Implement FP32 kleidiai Gemv #26302

JonathanC-ARM · 2025-10-14T15:45:44Z

Description

Implementation of special sgemm path which uses GEMV kernels in cases where M or N are 1

Additionally this pr introduces the usage of a microkernel interface which utilizes typedef's provided by KleidiAI such that we can simplify the code and remove things such as ternary operations for SME1 vs SME2 kernels

Indicative Performance

In Lieu of any production models where gemv was a large contributor of the network. I opted to create a mini model to test which contains thousands of randomized matmul variants. With a distribution of GEMV cases throughout

Using onnxruntime perf test I was able to half the total inference time vs mlas with this model

More Benchmarks to come shortly

hariharans29 · 2025-10-14T19:50:14Z

/azp run Linux QNN CI Pipeline,Win_TRT_Minimal_CUDA_Test_CI,Windows ARM64 QNN CI Pipeline,Windows GPU Doc Gen CI Pipeline

azure-pipelines · 2025-10-14T19:50:34Z

Azure Pipelines successfully started running 4 pipeline(s).

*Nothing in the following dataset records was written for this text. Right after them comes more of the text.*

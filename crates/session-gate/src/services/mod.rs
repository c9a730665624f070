//! Service layer for Session Gate.
//!
//! This module contains services that talk to external systems and the
//! bootstrap that combines them.
//!
//! # Components
//!
//! - `session_client` - HTTP client for the identity backend's session endpoints
//! - `release_feed` - HTTP client for the latest-release feed
//! - `bootstrap` - Per-navigation session bootstrap

pub mod bootstrap;
pub mod release_feed;
pub mod session_client;

pub use bootstrap::SessionBootstrapLoader;
pub use release_feed::{ReleaseFeed, ReleaseFeedTrait};
pub use session_client::{SessionClient, SessionClientTrait};
// Mocks exposed for integration tests
pub use release_feed::mock::MockReleaseFeed;
pub use session_client::mock::MockSessionClient;
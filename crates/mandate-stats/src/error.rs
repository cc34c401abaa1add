//! Error types for the statistics engine.

use thiserror::Error;

/// Errors raised by cross-period tests.
///
/// Per-period statistics never fail: undefined values are reported as `None`
/// in the [`SummaryRecord`](crate::SummaryRecord) instead.
#[derive(Error, Debug, Clone, PartialEq)]
pub enum StatsError {
    /// Fewer groups than the test needs after excluding small groups.
    #[error("Insufficient data: {eligible} eligible group(s), at least {required} required")]
    InsufficientGroups {
        /// Number of groups that passed the size filter.
        eligible: usize,
        /// Minimum number of groups for the test.
        required: usize,
    },

    /// Every observation is identical, so the test statistic is undefined.
    #[error("Degenerate variance: all observations are identical")]
    DegenerateVariance,

    /// A reference distribution could not be constructed.
    #[error("Distribution error: {0}")]
    Distribution(String),
}

impl StatsError {
    /// Returns true if the error means there was not enough data to run the test.
    #[must_use]
    pub const fn is_insufficient_data(&self) -> bool {
        matches!(
            self,
            Self::InsufficientGroups { .. } | Self::DegenerateVariance
        )
    }
}

/// Result type alias using [`StatsError`].
pub type Result<T> = std::result::Result<T, StatsError>;
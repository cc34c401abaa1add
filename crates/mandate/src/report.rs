//! Plain-text and JSON renderings of an [`AnalysisReport`].

use mandate_stats::{SIGNIFICANCE_LEVEL, Verdict};

use crate::analysis::AnalysisReport;

const NOT_AVAILABLE: &str = "n/a";

/// Renders the summary table, the comparison and the best performer.
#[must_use]
pub fn render_text(report: &AnalysisReport) -> String {
    let mut lines = vec![format!("{} ({})", report.symbol, report.frequency), String::new()];
    lines.extend(summary_table(report));
    lines.push(String::new());
    lines.extend(comparison_lines(report));

    let failed: Vec<String> = report
        .failed_periods()
        .filter_map(|outcome| {
            let error = outcome.fetch_error.as_ref()?;
            Some(format!("Fetch failed for {}: {}", outcome.period.label, error))
        })
        .collect();
    if !failed.is_empty() {
        lines.push(String::new());
        lines.extend(failed);
    }

    let mut out = lines.join("\n");
    out.push('\n');
    out
}

/// Serializes the full report, chart data included, as pretty JSON.
pub fn to_json(report: &AnalysisReport) -> serde_json::Result<String> {
    serde_json::to_string_pretty(report)
}

fn summary_table(report: &AnalysisReport) -> Vec<String> {
    let width = report
        .periods
        .iter()
        .map(|p| p.period.label.chars().count())
        .max()
        .unwrap_or(0)
        .max("Period".len());

    let header = format!(
        "{:<width$}  {:>5}  {:>9}  {:>9}  {:>10}  {:>7}  {:>8}  {:>8}  {:>8}",
        "Period", "Obs", "Mean", "Vol", "Total", "Sharpe", "Skew", "Kurt", "SW p",
    );
    std::iter::once(header)
        .chain(report.summaries().map(|summary| {
            format!(
                "{:<width$}  {:>5}  {:>9}  {:>9}  {:>10}  {:>7}  {:>8}  {:>8}  {:>8}",
                summary.label,
                summary.observations,
                percent(summary.mean_return),
                percent(summary.volatility),
                percent(summary.total_performance),
                number(summary.sharpe_ratio, 2),
                number(summary.skewness, 3),
                number(summary.kurtosis, 3),
                number(summary.normality_p_value, 4),
            )
        }))
        .collect()
}

fn comparison_lines(report: &AnalysisReport) -> Vec<String> {
    let mut lines = Vec::new();
    match &report.comparison {
        Some(comparison) => {
            lines.push(format!(
                "ANOVA: F({}, {}) = {:.4}, p = {:.4}",
                comparison.df_between,
                comparison.df_within,
                comparison.f_statistic,
                comparison.p_value
            ));
            if !comparison.excluded.is_empty() {
                lines.push(format!("Excluded: {}", comparison.excluded.join(", ")));
            }
        }
        None => {
            let reason = report.comparison_error.as_deref().unwrap_or(NOT_AVAILABLE);
            lines.push(format!("ANOVA: {NOT_AVAILABLE} ({reason})"));
        }
    }
    lines.push(format!("Verdict: {}", verdict_line(report.verdict)));
    lines.push(match &report.best_performer {
        Some(best) => format!(
            "Best performer: {} ({})",
            best.label,
            percent(Some(best.total_performance))
        ),
        None => format!("Best performer: {NOT_AVAILABLE}"),
    });
    lines
}

fn verdict_line(verdict: Verdict) -> String {
    match verdict {
        Verdict::Significant => format!(
            "mean returns differ significantly across periods (p <= {SIGNIFICANCE_LEVEL})"
        ),
        Verdict::NotSignificant => format!(
            "no significant difference in mean returns (p > {SIGNIFICANCE_LEVEL})"
        ),
        Verdict::InsufficientData => "insufficient data to compare periods".to_string(),
    }
}

fn percent(value: Option<f64>) -> String {
    value.map_or_else(|| NOT_AVAILABLE.to_string(), |v| format!("{:.2}%", v * 100.0))
}

fn number(value: Option<f64>, decimals: usize) -> String {
    value.map_or_else(|| NOT_AVAILABLE.to_string(), |v| format!("{v:.decimals$}"))
}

hariharans29 · 2025-10-16T17:10:08Z

/azp run Linux QNN CI Pipeline,Win_TRT_Minimal_CUDA_Test_CI,Windows ARM64 QNN CI Pipeline,Windows GPU Doc Gen CI Pipeline

azure-pipelines · 2025-10-16T17:10:27Z

Azure Pipelines successfully started running 4 pipeline(s).

hariharans29 · 2025-10-22T17:19:31Z

/azp run Linux QNN CI Pipeline,Win_TRT_Minimal_CUDA_Test_CI,Windows ARM64 QNN CI Pipeline,Windows GPU Doc Gen CI Pipeline

azure-pipelines · 2025-10-22T17:19:52Z

Azure Pipelines successfully started running 4 pipeline(s).

edgchen1 · 2025-10-23T15:31:45Z

onnxruntime/core/mlas/lib/kleidiai/sgemm_kleidiai.cpp

+kai_matmul_clamp_f32_f32p_f32p_ukernel sgemm_gemm = GetKleidiAISGemmUKernel();
+kai_matmul_clamp_f32_f32_f32p_ukernel sgemm_gemv = GetKleidiAISGemvUKernel();


GetKleidiAIXUKernel() returns const&. do we need to make a copy here?

Suggested change

kai_matmul_clamp_f32_f32p_f32p_ukernel sgemm_gemm = GetKleidiAISGemmUKernel();

kai_matmul_clamp_f32_f32_f32p_ukernel sgemm_gemv = GetKleidiAISGemvUKernel();

const kai_matmul_clamp_f32_f32p_f32p_ukernel& sgemm_gemm = GetKleidiAISGemmUKernel();

const kai_matmul_clamp_f32_f32_f32p_ukernel& sgemm_gemv = GetKleidiAISGemvUKernel();

updated to const in the latest push

edgchen1 · 2025-10-23T15:38:10Z

onnxruntime/core/mlas/lib/qgemm.cpp

    //No fallback and putting in guards
-    if(MLAS_CPUIDINFO::GetCPUIDInfo().HasArm_SME()){
-    ArmKleidiAI::MlasDynamicQGemmBatch(Shape, DataParams, BatchN, ThreadPool);
+    if(ArmKleidiAI::SMEInfo::CanUseSME2){


there are other places that need to be updated, like:

onnxruntime/onnxruntime/contrib_ops/cpu/quantization/dynamic_quantize_matmul.cc

Line 218 in b3ba580

if (!CPUIDInfo::GetCPUIDInfo().HasArm_SME()) {

onnxruntime/onnxruntime/test/mlas/unittest/test_dynamic_qgemm.cpp

Line 24 in b3ba580

if (!MLAS_CPUIDINFO::GetCPUIDInfo().HasArm_SME()) {

I might be missing some.

I think it would be worth making a helper function like MlasIsDynamicQGemmAvailable that has the appropriate checks and using that instead.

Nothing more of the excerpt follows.